There you go. Consider yourself updated- those of you who were on the edge of your seats waiting for news (basically just my mom).
With all these appointments, tests, and procedures, I've spent a lot of time talking to medical professionals about what we do as missionaries in PNG. I've had some very interesting conversations with varying degrees of response from shock and awe to I don't care would you please shut up so I can go to lunch.
I always find it fascinating to see what really surprises people or what they really focus in on about our lives and work. A lot of people really can't believe that we can/do live without the internet. You know that meme that keeps going around saying something like, "Go live in a cabin in the woods for a month with no phone, internet, or TV for $100,000. Would you do it?" Umm, yeah. One month? Try six months and where is my money?
Anyway, there are lots of different things that people just can't wrap their minds around. I always think it is going to be the witch killing, but it almost never is. Today was one of the funniest though.
I was talking to a nurse, explaining everything, answering lots of questions, and somehow we got to talking about mothers and babies and how no baby in Hewa wears a diaper.
She was shocked. She was speechless. Her eyebrows shot up so high they hit a flock of birds and crash landed into the Hudson River.
"But what happens when they go?" "I mean where does it go?"
And when I explained that it just "goes" on the moms and they wipe it off with a rag and go on with life, it was like I said they mixed it up with dinner and ate it.
"Well, you must never hold their babies then, " was her next response.
"Um, no, I am pretty much always holding a baby."
"Do they go on you?"
"No, they instinctively know that I'm a spoiled Western lady and would die or at least get pancreatitis if I was ever pooped on."

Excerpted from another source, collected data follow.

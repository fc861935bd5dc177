//! gcloud CLI wrapper
//!
//! Wraps the `gcloud compute` commands used to create instances.

use crate::error::{GceError, Result};
use serde::{Deserialize, Serialize};
use std::collections::BTreeMap;
use std::path::PathBuf;
use std::process::Stdio;
use tokio::process::Command;

/// Environment variable gcloud reads a service account key file from
pub const CREDENTIAL_FILE_ENV: &str = "CLOUDSDK_AUTH_CREDENTIAL_FILE_OVERRIDE";

/// gcloud CLI wrapper
#[derive(Debug, Clone, Default)]
pub struct Gcloud {
    project: Option<String>,
    credential_file: Option<PathBuf>,
}

impl Gcloud {
    pub fn new(project: Option<String>) -> Self {
        Self {
            project,
            credential_file: None,
        }
    }

    /// Authenticate every command with a service account key file
    pub fn with_credential_file(mut self, path: Option<PathBuf>) -> Self {
        self.credential_file = path;
        self
    }

    /// Check if gcloud is installed and has an active account
    pub async fn check_auth(&self) -> Result<Option<GcloudAccount>> {
        let which = Command::new("which").arg("gcloud").output().await?;
        if !which.status.success() {
            return Err(GceError::GcloudNotFound);
        }

        let output = self
            .run_command(&["auth", "list", "--filter=status:ACTIVE"])
            .await?;
        let accounts: Vec<GcloudAccount> = parse_list(&output)?;
        Ok(accounts.into_iter().next())
    }

    /// Run a gcloud command with JSON output and return stdout
    async fn run_command(&self, args: &[&str]) -> Result<String> {
        let mut cmd = Command::new("gcloud");
        cmd.args(args);
        cmd.arg("--format").arg("json");
        if let Some(project) = &self.project {
            cmd.arg("--project").arg(project);
        }
        if let Some(path) = &self.credential_file {
            cmd.env(CREDENTIAL_FILE_ENV, path);
        }
        cmd.stdout(Stdio::piped());
        cmd.stderr(Stdio::piped());

        tracing::debug!("Running: gcloud {}", args.join(" "));

        let output = cmd.output().await?;

        if !output.status.success() {
            let stderr = String::from_utf8_lossy(&output.stderr);
            return Err(GceError::CommandFailed(stderr.trim().to_string()));
        }

        Ok(String::from_utf8_lossy(&output.stdout).to_string())
    }

    /// Create instances in one call, returning gcloud's raw descriptions
    pub async fn create_instances(
        &self,
        config: &CreateInstancesConfig,
    ) -> Result<Vec<serde_json::Value>> {
        let labels = config.labels_arg();
        let mut args = vec!["compute", "instances", "create"];
        args.extend(config.names.iter().map(String::as_str));
        args.extend(["--machine-type", config.machine_type.as_str()]);

        if let Some(ref zone) = config.zone {
            args.extend(["--zone", zone.as_str()]);
        }
        if let Some(ref image) = config.image {
            args.extend(["--image", image.as_str()]);
        }
        if let Some(ref email) = config.service_account_email {
            args.extend(["--service-account", email.as_str()]);
        }
        if let Some(ref network) = config.network {
            args.extend(["--network", network.as_str()]);
        }
        if let Some(ref subnetwork) = config.subnetwork {
            args.extend(["--subnet", subnetwork.as_str()]);
        }
        if let Some(ref labels) = labels {
            args.extend(["--labels", labels.as_str()]);
        }

        let output = self.run_command(&args).await?;
        parse_list(&output)
    }
}

fn parse_list<T: serde::de::DeserializeOwned>(output: &str) -> Result<Vec<T>> {
    if output.trim().is_empty() {
        return Ok(Vec::new());
    }
    Ok(serde_json::from_str(output)?)
}

/// Account entry from `gcloud auth list`
#[derive(Debug, Clone, Serialize, Deserialize)]
pub struct GcloudAccount {
    pub account: String,
    pub status: Option<String>,
}

/// Arguments of `gcloud compute instances create`
#[derive(Debug, Clone, Default)]
pub struct CreateInstancesConfig {
    pub names: Vec<String>,
    pub machine_type: String,
    pub zone: Option<String>,
    pub image: Option<String>,
    pub service_account_email: Option<String>,
    pub network: Option<String>,
    pub subnetwork: Option<String>,
    pub labels: BTreeMap<String, String>,
}

impl CreateInstancesConfig {
    fn labels_arg(&self) -> Option<String> {
        if self.labels.is_empty() {
            return None;
        }
        Some(
            self.labels
                .iter()
                .map(|(k, v)| format!("{}={}", k, v))
                .collect::<Vec<_>>()
                .join(","),
        )
    }
}

/// The parts of a GCE instance description kubeprov reads
#[derive(Debug, Clone, Serialize, Deserialize)]
#[serde(rename_all = "camelCase")]
pub struct GceInstance {
    pub id: String,
    pub name: String,
    /// Zone URL, e.g. `https://.../zones/europe-west1-b`
    pub zone: Option<String>,
    pub status: Option<String>,
    #[serde(default)]
    pub network_interfaces: Vec<NetworkInterface>,
}

#[derive(Debug, Clone, Serialize, Deserialize)]
#[serde(rename_all = "camelCase")]
pub struct NetworkInterface {
    #[serde(rename = "networkIP")]
    pub network_ip: Option<String>,
    #[serde(default)]
    pub access_configs: Vec<AccessConfig>,
}

#[derive(Debug, Clone, Serialize, Deserialize)]
#[serde(rename_all = "camelCase")]
pub struct AccessConfig {
    #[serde(rename = "natIP")]
    pub nat_ip: Option<String>,
}

impl GceInstance {
    pub fn private_ip(&self) -> Option<String> {
        self.network_interfaces
            .iter()
            .find_map(|i| i.network_ip.clone())
    }

    /// First external NAT address
    pub fn public_ip(&self) -> Option<String> {
        self.network_interfaces
            .iter()
            .flat_map(|i| &i.access_configs)
            .find_map(|c| c.nat_ip.clone())
    }

    /// Short zone name taken from the zone URL
    pub fn zone_name(&self) -> Option<String> {
        self.zone
            .as_deref()
            .and_then(|z| z.rsplit('/').next())
            .map(str::to_string)
    }
}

Is what I wanted to say, but instead I answered,
I refrained from showing her the picture my husband took one day after I was pooped on by one of the cutest babies* ever born into this world, but I won't refrain from showing it to you.
|Yes, that is baby poop. He got me good.|
One of my favorite things to do in the village when a lady gives birth is to gift her with a meal and a new skirt. She has to bury the one she gave birth in (they don't take their skirts off, ever, even to give birth or bathe) with the other bloody rags and towels to avoid contaminating anyone or anything which usually only leaves her with one skirt to wear. This means when her newborn poops and pees on her, she can't change or wash it until someone graciously decides to give her another skirt or until she can afford a new one. Since babies don't wait to start pooping, I don't like the mothers to have to wait to be able to wash that poop off.
I also tried to explain this to the nurse today, but I don't think her brain could handle anymore information regarding babies, poop, and no diapers because I had a hard time getting her to focus on anything else after that. Even as she walked out of the room she said, "It was nice to meet you and hear about your work," and then mumbled, "no diapers..." as she walked out.
I say all that to say, I get pooped on. It happens. But it happens a lot less to me than it does to the actual mothers of the babies that are caring for them round the clock. And by now things like this in the tribe have become weirdly normal to us, so time in America is always a good wake-up call to what is and isn't normal (nothing and everything). It reminds me that I should keep writing blogs and keep record of this weird life that God has given us because I don't ever want to forget what He has allowed us to experience. I don't ever want to forget that He uses us in this place with these people that are so different from us and everything that we know. I don't want to forget what it is like to be so inadequate for a task, but for God to miraculously take everything that we are not, everything that we can't and produce something eternal.
And as weird as it sounds, I don't ever want to forget what it feels like to be pooped on, and just keep on going. Because that is daily life for my Hewa sisters. And I don't ever want to forget what it is like to live life with them.